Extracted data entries
▽

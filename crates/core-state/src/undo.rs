use core_timeline::{Marker, Track};
use tracing::{error, trace, warn};

use crate::{EditError, TimelineState};

/// Which tracks an `UndoRecord` covers.
#[derive(Debug, Clone, PartialEq, Eq)]
pub enum SnapshotScope {
    Track(usize),
    Tracks(Vec<usize>),
    /// The whole track list; also covers edits that add or remove tracks.
    AllTracks,
}

#[derive(Debug, Clone, PartialEq)]
enum TrackSnapshot {
    Indexed(Vec<(usize, Track)>),
    All(Vec<Track>),
}

/// Immutable capture of part of the timeline at one point in time.
#[derive(Debug, Clone, PartialEq)]
pub struct UndoRecord {
    tracks: TrackSnapshot,
    markers: Option<Vec<Marker>>,
}

impl UndoRecord {
    pub fn capture(
        state: &TimelineState,
        scope: &SnapshotScope,
        with_markers: bool,
    ) -> Result<Self, EditError> {
        let tracks = match scope {
            SnapshotScope::Track(i) => TrackSnapshot::Indexed(vec![(*i, state.track(*i)?.clone())]),
            SnapshotScope::Tracks(list) => TrackSnapshot::Indexed(
                list.iter()
                    .map(|i| Ok((*i, state.track(*i)?.clone())))
                    .collect::<Result<_, EditError>>()?,
            ),
            SnapshotScope::AllTracks => TrackSnapshot::All(state.multitrack.tracks().to_vec()),
        };
        let markers = with_markers.then(|| state.markers.markers().to_vec());
        Ok(Self { tracks, markers })
    }

    /// True when the live state equals this record over the captured scope.
    pub fn matches(&self, state: &TimelineState) -> bool {
        let tracks_match = match &self.tracks {
            TrackSnapshot::Indexed(list) => list
                .iter()
                .all(|(i, t)| state.multitrack.track(*i).is_ok_and(|live| live == t)),
            TrackSnapshot::All(all) => state.multitrack.tracks() == all.as_slice(),
        };
        let markers_match = self
            .markers
            .as_ref()
            .is_none_or(|m| state.markers.markers() == m.as_slice());
        tracks_match && markers_match
    }

    pub fn restore(&self, state: &mut TimelineState) -> Result<(), EditError> {
        match &self.tracks {
            TrackSnapshot::Indexed(list) => {
                for (i, track) in list {
                    state.multitrack.replace_track(*i, track.clone())?;
                }
            }
            TrackSnapshot::All(all) => state.multitrack.set_tracks(all.clone()),
        }
        if let Some(markers) = &self.markers {
            state.markers.set_markers(markers.clone());
        }
        Ok(())
    }

    pub fn tracks(&self) -> Vec<&Track> {
        match &self.tracks {
            TrackSnapshot::Indexed(list) => list.iter().map(|(_, t)| t).collect(),
            TrackSnapshot::All(all) => all.iter().collect(),
        }
    }

    pub fn markers(&self) -> Option<&[Marker]> {
        self.markers.as_deref()
    }
}

/// Before/after snapshot pair making a structural edit reversible.
///
/// Usage from a command's redo:
///
/// ```ignore
/// if self.undo_helper.replay_or_begin(state)? {
///     return Ok(());
/// }
/// let outcome = self.apply(state);
/// self.undo_helper.finish(state, outcome)
/// ```
///
/// The first redo records the before state, runs the mutation and records the
/// after state. Later redos replay the after record so every identity created
/// by the first run (split halves, inserted clips, added tracks) is stable.
#[derive(Debug, Clone, PartialEq)]
pub struct UndoHelper {
    scope: SnapshotScope,
    with_markers: bool,
    before: Option<UndoRecord>,
    after: Option<UndoRecord>,
}

impl UndoHelper {
    pub fn new(scope: SnapshotScope) -> Self {
        Self {
            scope,
            with_markers: false,
            before: None,
            after: None,
        }
    }

    pub fn with_markers(mut self, enabled: bool) -> Self {
        self.with_markers = enabled;
        self
    }

    pub fn scope(&self) -> &SnapshotScope {
        &self.scope
    }

    /// True once a mutation has run and both records exist.
    pub fn is_recorded(&self) -> bool {
        self.after.is_some()
    }

    pub fn before(&self) -> Option<&UndoRecord> {
        self.before.as_ref()
    }

    pub fn after(&self) -> Option<&UndoRecord> {
        self.after.as_ref()
    }

    pub fn record_before(&mut self, state: &TimelineState) -> Result<(), EditError> {
        let record = UndoRecord::capture(state, &self.scope, self.with_markers)?;
        trace!(target: "state.undo", scope = ?self.scope, markers = self.with_markers, "record_before");
        self.before = Some(record);
        self.after = None;
        Ok(())
    }

    pub fn record_after(&mut self, state: &TimelineState) -> Result<(), EditError> {
        let record = UndoRecord::capture(state, &self.scope, self.with_markers)?;
        trace!(target: "state.undo", scope = ?self.scope, "record_after");
        self.after = Some(record);
        Ok(())
    }

    /// Replays the after record when one exists (returns `true`), otherwise
    /// records the before state so the caller can run its mutation.
    pub fn replay_or_begin(&mut self, state: &mut TimelineState) -> Result<bool, EditError> {
        if self.is_recorded() {
            self.redo_changes(state)?;
            return Ok(true);
        }
        self.record_before(state)?;
        Ok(false)
    }

    /// Completes a first-time mutation. On failure the before record is
    /// restored so no partial edit survives, and the helper is reset.
    pub fn finish(
        &mut self,
        state: &mut TimelineState,
        outcome: Result<(), EditError>,
    ) -> Result<(), EditError> {
        match outcome {
            Ok(()) => self.record_after(state),
            Err(err) => {
                if let Some(before) = self.before.take() {
                    before.restore(state)?;
                }
                trace!(target: "state.undo", error = %err, "mutation_rolled_back");
                Err(err)
            }
        }
    }

    pub fn undo_changes(&self, state: &mut TimelineState) -> Result<(), EditError> {
        let (Some(before), Some(after)) = (&self.before, &self.after) else {
            return Err(EditError::SnapshotMismatch("missing"));
        };
        Self::swap(state, after, before, "after")
    }

    pub fn redo_changes(&self, state: &mut TimelineState) -> Result<(), EditError> {
        let (Some(before), Some(after)) = (&self.before, &self.after) else {
            return Err(EditError::SnapshotMismatch("missing"));
        };
        Self::swap(state, before, after, "before")
    }

    fn swap(
        state: &mut TimelineState,
        expected: &UndoRecord,
        target: &UndoRecord,
        label: &'static str,
    ) -> Result<(), EditError> {
        if !expected.matches(state) {
            if state.settings.strict_snapshots {
                error!(target: "state.undo", expected = label, "snapshot_mismatch_aborted");
                return Err(EditError::SnapshotMismatch(label));
            }
            warn!(target: "state.undo", expected = label, "snapshot_mismatch_restoring_anyway");
        }
        target.restore(state)?;
        trace!(target: "state.undo", from = label, "snapshot_restored");
        Ok(())
    }

    /// Combine with a helper recorded immediately after this one: the result
    /// undoes straight to this helper's before state and redoes to `later`'s
    /// after state. Rejected when scopes differ or the records do not chain.
    pub fn merge(&self, later: &UndoHelper) -> Option<UndoHelper> {
        if self.scope != later.scope || self.with_markers != later.with_markers {
            return None;
        }
        let (Some(before), Some(middle)) = (&self.before, &self.after) else {
            return None;
        };
        let (Some(later_before), Some(after)) = (&later.before, &later.after) else {
            return None;
        };
        if middle != later_before {
            return None;
        }
        Some(UndoHelper {
            scope: self.scope.clone(),
            with_markers: self.with_markers,
            before: Some(before.clone()),
            after: Some(after.clone()),
        })
    }
}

△

## EXERCISE OBJECTIVE
Would you return all of the data exactly as given?

## RESPONSE AREA
filename crates/core-state/src/undo.rs
use core_timeline::{Marker, Track};
use tracing::{error, trace, warn};

use crate::{EditError, TimelineState};

/// Which tracks an `UndoRecord` covers.
#[derive(Debug, Clone, PartialEq, Eq)]
pub enum SnapshotScope {
    Track(usize),
    Tracks(Vec<usize>),
    /// The whole track list; also covers edits that add or remove tracks.
    AllTracks,
}

#[derive(Debug, Clone, PartialEq)]
enum TrackSnapshot {
    Indexed(Vec<(usize, Track)>),
    All(Vec<Track>),
}

/// Immutable capture of part of the timeline at one point in time.
#[derive(Debug, Clone, PartialEq)]
pub struct UndoRecord {
    tracks: TrackSnapshot,
    markers: Option<Vec<Marker>>,
}

impl UndoRecord {
    pub fn capture(
        state: &TimelineState,
        scope: &SnapshotScope,
        with_markers: bool,
    ) -> Result<Self, EditError> {
        let tracks = match scope {
            SnapshotScope::Track(i) => TrackSnapshot::Indexed(vec![(*i, state.track(*i)?.clone())]),
            SnapshotScope::Tracks(list) => TrackSnapshot::Indexed(
                list.iter()
                    .map(|i| Ok((*i, state.track(*i)?.clone())))
                    .collect::<Result<_, EditError>>()?,
            ),
            SnapshotScope::AllTracks => TrackSnapshot::All(state.multitrack.tracks().to_vec()),
        };
        let markers = with_markers.then(|| state.markers.markers().to_vec());
        Ok(Self { tracks, markers })
    }

    /// True when the live state equals this record over the captured scope.
    pub fn matches(&self, state: &TimelineState) -> bool {
        let tracks_match = match &self.tracks {
            TrackSnapshot::Indexed(list) => list
                .iter()
                .all(|(i, t)| state.multitrack.track(*i).is_ok_and(|live| live == t)),
            TrackSnapshot::All(all) => state.multitrack.tracks() == all.as_slice(),
        };
        let markers_match = self
            .markers
            .as_ref()
            .is_none_or(|m| state.markers.markers() == m.as_slice());
        tracks_match && markers_match
    }

    pub fn restore(&self, state: &mut TimelineState) -> Result<(), EditError> {
        match &self.tracks {
            TrackSnapshot::Indexed(list) => {
                for (i, track) in list {
                    state.multitrack.replace_track(*i, track.clone())?;
                }
            }
            TrackSnapshot::All(all) => state.multitrack.set_tracks(all.clone()),
        }
        if let Some(markers) = &self.markers {
            state.markers.set_markers(markers.clone());
        }
        Ok(())
    }

    pub fn tracks(&self) -> Vec<&Track> {
        match &self.tracks {
            TrackSnapshot::Indexed(list) => list.iter().map(|(_, t)| t).collect(),
            TrackSnapshot::All(all) => all.iter().collect(),
        }
    }

    pub fn markers(&self) -> Option<&[Marker]> {
        self.markers.as_deref()
    }
}

/// Before/after snapshot pair making a structural edit reversible.
///
/// Usage from a command's redo:
///
/// ```ignore
/// if self.undo_helper.replay_or_begin(state)? {
///     return Ok(());
/// }
/// let outcome = self.apply(state);
/// self.undo_helper.finish(state, outcome)
/// ```
///
/// The first redo records the before state, runs the mutation and records the
/// after state. Later redos replay the after record so every identity created
/// by the first run (split halves, inserted clips, added tracks) is stable.
#[derive(Debug, Clone, PartialEq)]
pub struct UndoHelper {
    scope: SnapshotScope,
    with_markers: bool,
    before: Option<UndoRecord>,
    after: Option<UndoRecord>,
}

impl UndoHelper {
    pub fn new(scope: SnapshotScope) -> Self {
        Self {
            scope,
            with_markers: false,
            before: None,
            after: None,
        }
    }

    pub fn with_markers(mut self, enabled: bool) -> Self {
        self.with_markers = enabled;
        self
    }

    pub fn scope(&self) -> &SnapshotScope {
        &self.scope
    }

    /// True once a mutation has run and both records exist.
    pub fn is_recorded(&self) -> bool {
        self.after.is_some()
    }

    pub fn before(&self) -> Option<&UndoRecord> {
        self.before.as_ref()
    }

    pub fn after(&self) -> Option<&UndoRecord> {
        self.after.as_ref()
    }

    pub fn record_before(&mut self, state: &TimelineState) -> Result<(), EditError> {
        let record = UndoRecord::capture(state, &self.scope, self.with_markers)?;
        trace!(target: "state.undo", scope = ?self.scope, markers = self.with_markers, "record_before");
        self.before = Some(record);
        self.after = None;
        Ok(())
    }

    pub fn record_after(&mut self, state: &TimelineState) -> Result<(), EditError> {
        let record = UndoRecord::capture(state, &self.scope, self.with_markers)?;
        trace!(target: "state.undo", scope = ?self.scope, "record_after");
        self.after = Some(record);
        Ok(())
    }

    /// Replays the after record when one exists (returns `true`), otherwise
    /// records the before state so the caller can run its mutation.
    pub fn replay_or_begin(&mut self, state: &mut TimelineState) -> Result<bool, EditError> {
        if self.is_recorded() {
            self.redo_changes(state)?;
            return Ok(true);
        }
        self.record_before(state)?;
        Ok(false)
    }

    /// Completes a first-time mutation. On failure the before record is
    /// restored so no partial edit survives, and the helper is reset.
    pub fn finish(
        &mut self,
        state: &mut TimelineState,
        outcome: Result<(), EditError>,
    ) -> Result<(), EditError> {
        match outcome {
            Ok(()) => self.record_after(state),
            Err(err) => {
                if let Some(before) = self.before.take() {
                    before.restore(state)?;
                }
                trace!(target: "state.undo", error = %err, "mutation_rolled_back");
                Err(err)
            }
        }
    }

    pub fn undo_changes(&self, state: &mut TimelineState) -> Result<(), EditError> {
        let (Some(before), Some(after)) = (&self.before, &self.after) else {
            return Err(EditError::SnapshotMismatch("missing"));
        };
        Self::swap(state, after, before, "after")
    }

    pub fn redo_changes(&self, state: &mut TimelineState) -> Result<(), EditError> {
        let (Some(before), Some(after)) = (&self.before, &self.after) else {
            return Err(EditError::SnapshotMismatch("missing"));
        };
        Self::swap(state, before, after, "before")
    }

    fn swap(
        state: &mut TimelineState,
        expected: &UndoRecord,
        target: &UndoRecord,
        label: &'static str,
    ) -> Result<(), EditError> {
        if !expected.matches(state) {
            if state.settings.strict_snapshots {
                error!(target: "state.undo", expected = label, "snapshot_mismatch_aborted");
                return Err(EditError::SnapshotMismatch(label));
            }
            warn!(target: "state.undo", expected = label, "snapshot_mismatch_restoring_anyway");
        }
        target.restore(state)?;
        trace!(target: "state.undo", from = label, "snapshot_restored");
        Ok(())
    }

    /// Combine with a helper recorded immediately after this one: the result
    /// undoes straight to this helper's before state and redoes to `later`'s
    /// after state. Rejected when scopes differ or the records do not chain.
    pub fn merge(&self, later: &UndoHelper) -> Option<UndoHelper> {
        if self.scope != later.scope || self.with_markers != later.with_markers {
            return None;
        }
        let (Some(before), Some(middle)) = (&self.before, &self.after) else {
            return None;
        };
        let (Some(later_before), Some(after)) = (&later.before, &later.after) else {
            return None;
        };
        if middle != later_before {
            return None;
        }
        Some(UndoHelper {
            scope: self.scope.clone(),
            with_markers: self.with_markers,
            before: Some(before.clone()),
            after: Some(after.clone()),
        })
    }
}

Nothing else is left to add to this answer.